BIM45025 - Specific deductions: entertainment: travelling costs
S45 Income Tax (Trading and Other Income) Act 2005, S1298 Corporation Tax Act 2009
Travel incidental to the provision of entertainment is not allowable
Although ordinary travel in itself is not business entertainment, travelling costs incurred in connection with business entertaining are not an allowable expense. This is because they are ‘incidental’ to the provision of entertainment (see BIM45020).
For example, if a company pays for its customers to travel to a sporting event then the cost of the travel is not allowable. On the other hand, the company may claim a deduction for transporting customers to an event that does not include any element of entertainment.
Often the event to which travel is provided will include a mixture of business and entertaining and so you must establish the primary purpose of the event. If the main purpose is work-related (for example a press conference at which drinks and light refreshments are provided) then the travel is not incidental to business entertainment and is allowed as a trading expense. However, if the main purpose is to provide entertainment then the travel is incidental expenditure and is not allowable. An example of this is a social weekend during which a presentation on the company’s products takes place.
There may be occasions where the travel provided is not normal travel from one place to another but is actually a part of the hospitality provided. An example might be a trip on the Orient Express. Here the travel is hospitality in itself, whatever the purpose of the event at the end of the journey.

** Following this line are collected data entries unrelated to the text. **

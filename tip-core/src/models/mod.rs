mod bill_amount;
mod tip_percent;

pub use bill_amount::BillAmount;
pub use tip_percent::TipPercent;
use anyhow::Result;
use chrono::Local;
use std::{
    fs::File,
    io::{self, IsTerminal, Write},
    path::Path,
    sync::{Arc, Mutex, MutexGuard, OnceLock},
};
use tracing::{Event, Level, Subscriber};
use tracing_subscriber::{
    EnvFilter,
    Layer, // needed for .with_filter() on the stdout layer
    fmt::{
        FmtContext, MakeWriter,
        format::{FormatEvent, FormatFields, Writer},
    },
    layer::SubscriberExt,
    registry::LookupSpan,
    reload,
    util::SubscriberInitExt,
};

/// Filter used when `RUST_LOG` is not set.
pub const DEFAULT_FILTER: &str = "info";

// --- Formatter ---

/// `<local time> <LEVEL> <file:line> <fields>`, coloured when ANSI is on.
struct LocalFmt;

impl<S, N> FormatEvent<S, N> for LocalFmt
where
    S: Subscriber + for<'a> LookupSpan<'a>,
    N: for<'a> FormatFields<'a> + 'static,
{
    fn format_event(
        &self,
        ctx: &FmtContext<'_, S, N>,
        mut writer: Writer<'_>,
        event: &Event<'_>,
    ) -> std::fmt::Result {
        let meta = event.metadata();
        let ansi = writer.has_ansi_escapes();
        let timestamp = Local::now().format("%Y-%m-%dT%H:%M:%S%.3f%:z");

        if ansi {
            write!(writer, "\x1b[2m{timestamp}\x1b[0m ")?;
        } else {
            write!(writer, "{timestamp} ")?;
        }

        let color = match *meta.level() {
            Level::ERROR => "\x1b[1;31m",
            Level::WARN => "\x1b[1;33m",
            Level::INFO => "\x1b[1;32m",
            Level::DEBUG => "\x1b[1;34m",
            Level::TRACE => "\x1b[1;35m",
        };
        if ansi {
            write!(writer, "{color}{:>5}\x1b[0m ", meta.level())?;
        } else {
            write!(writer, "{:>5} ", meta.level())?;
        }

        let file = meta.file().map(|f| {
            f.strip_prefix("src/")
                .or_else(|| f.strip_prefix("src\\"))
                .unwrap_or(f)
        });
        if let (Some(file), Some(line)) = (file, meta.line()) {
            if ansi {
                write!(writer, "\x1b[36m{file}:{line}\x1b[0m ")?;
            } else {
                write!(writer, "{file}:{line} ")?;
            }
        }

        ctx.field_format().format_fields(writer.by_ref(), event)?;
        writeln!(writer)
    }
}

// --- Late-bound file writer ---

type FileHandle = Arc<Mutex<Option<File>>>;

/// Writer that discards output until a file is attached.
#[derive(Clone)]
struct FileSlot(FileHandle);

struct SlotWriter<'a>(MutexGuard<'a, Option<File>>);

impl Write for SlotWriter<'_> {
    fn write(
        &mut self,
        buf: &[u8],
    ) -> io::Result<usize> {
        match &mut *self.0 {
            Some(f) => f.write(buf),
            None => Ok(buf.len()),
        }
    }

    fn flush(&mut self) -> io::Result<()> {
        match &mut *self.0 {
            Some(f) => f.flush(),
            None => Ok(()),
        }
    }
}

impl<'a> MakeWriter<'a> for FileSlot {
    type Writer = SlotWriter<'a>;

    fn make_writer(&'a self) -> Self::Writer {
        SlotWriter(lock_slot(&self.0))
    }
}

// A panic while holding the lock leaves the file usable.
fn lock_slot(slot: &FileHandle) -> MutexGuard<'_, Option<File>> {
    slot.lock().unwrap_or_else(|poisoned| poisoned.into_inner())
}

// --- Runtime handles ---

struct Handles {
    level: Box<dyn Fn(EnvFilter) -> Result<()> + Send + Sync>,
    stdout: Box<dyn Fn(EnvFilter) -> Result<()> + Send + Sync>,
    file: FileHandle,
}

static HANDLES: OnceLock<Handles> = OnceLock::new();

fn handles() -> Result<&'static Handles> {
    HANDLES
        .get()
        .ok_or_else(|| anyhow::anyhow!("logging not yet initialized"))
}

fn reloader<S>(handle: reload::Handle<EnvFilter, S>) -> Box<dyn Fn(EnvFilter) -> Result<()> + Send + Sync>
where
    S: Subscriber + Send + Sync + 'static,
{
    Box::new(move |filter| {
        handle
            .reload(filter)
            .map_err(|e| anyhow::anyhow!("filter reload failed: {e}"))
    })
}

// --- Public API ---

/// Changes the active log filter at runtime.
///
/// Accepts a bare level (`"debug"`) or any `EnvFilter` directive
/// (`"info,tip_ui::controller=trace"`).
pub fn set_log_level(level: &str) -> Result<()> {
    let filter = EnvFilter::try_new(level)
        .map_err(|e| anyhow::anyhow!("invalid log level '{level}': {e}"))?;
    (handles()?.level)(filter)
}

/// Shows or hides stdout log output without affecting file logging.
///
/// Interactive sessions turn stdout logging off so log lines do not
/// interleave with the rendered screen.
pub fn set_stdout_enabled(enabled: bool) -> Result<()> {
    // "trace" lets everything through; the global filter is still the ceiling.
    let filter = EnvFilter::new(if enabled { "trace" } else { "off" });
    (handles()?.stdout)(filter)
}

/// Starts appending log output to `path`, replacing any open log file.
pub fn enable_file_logging(path: &Path) -> Result<()> {
    let file = File::options()
        .create(true)
        .append(true)
        .open(path)
        .map_err(|e| anyhow::anyhow!("cannot open log file '{}': {e}", path.display()))?;

    *lock_slot(&handles()?.file) = Some(file);
    Ok(())
}

/// Initializes logging. Call once at startup; later calls are ignored.
///
/// - Stdout: coloured on a terminal, plain when piped.
/// - File: inactive until [`enable_file_logging`] is called.
/// - Level: `RUST_LOG` when set, otherwise [`DEFAULT_FILTER`].
pub fn init_default_logging() {
    let file: FileHandle = Arc::new(Mutex::new(None));

    let (stdout_gate, stdout_handle) = reload::Layer::new(EnvFilter::new("trace"));
    let (level_filter, level_handle) = reload::Layer::new(
        EnvFilter::try_from_default_env().unwrap_or_else(|_| EnvFilter::new(DEFAULT_FILTER)),
    );

    let stdout_layer = tracing_subscriber::fmt::layer()
        .event_format(LocalFmt)
        .with_ansi(io::stdout().is_terminal())
        .with_filter(stdout_gate);

    let file_layer = tracing_subscriber::fmt::layer()
        .event_format(LocalFmt)
        .with_ansi(false)
        .with_writer(FileSlot(file.clone()));

    if tracing_subscriber::registry()
        .with(level_filter)
        .with(stdout_layer)
        .with(file_layer)
        .try_init()
        .is_ok()
    {
        let _ = HANDLES.set(Handles {
            level: reloader(level_handle),
            stdout: reloader(stdout_handle),
            file,
        });
    }
}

Employees’ travelling costs may present particular problems. The entertainment of employees is not business entertainment unless it is incidental to entertainment provided for others (see BIM45033 - BIM45034). For example, where an employee travels in a taxi with a customer prior to lunch at a restaurant then the whole of the taxi fare is incidental to business entertainment and is not allowable. However, provided the expenditure is for business purposes, the cost of the employee travelling alone to meet the customer at the restaurant is allowable. Here the travel is incidental to the employee’s requirement to be at the restaurant and not to the entertainment itself.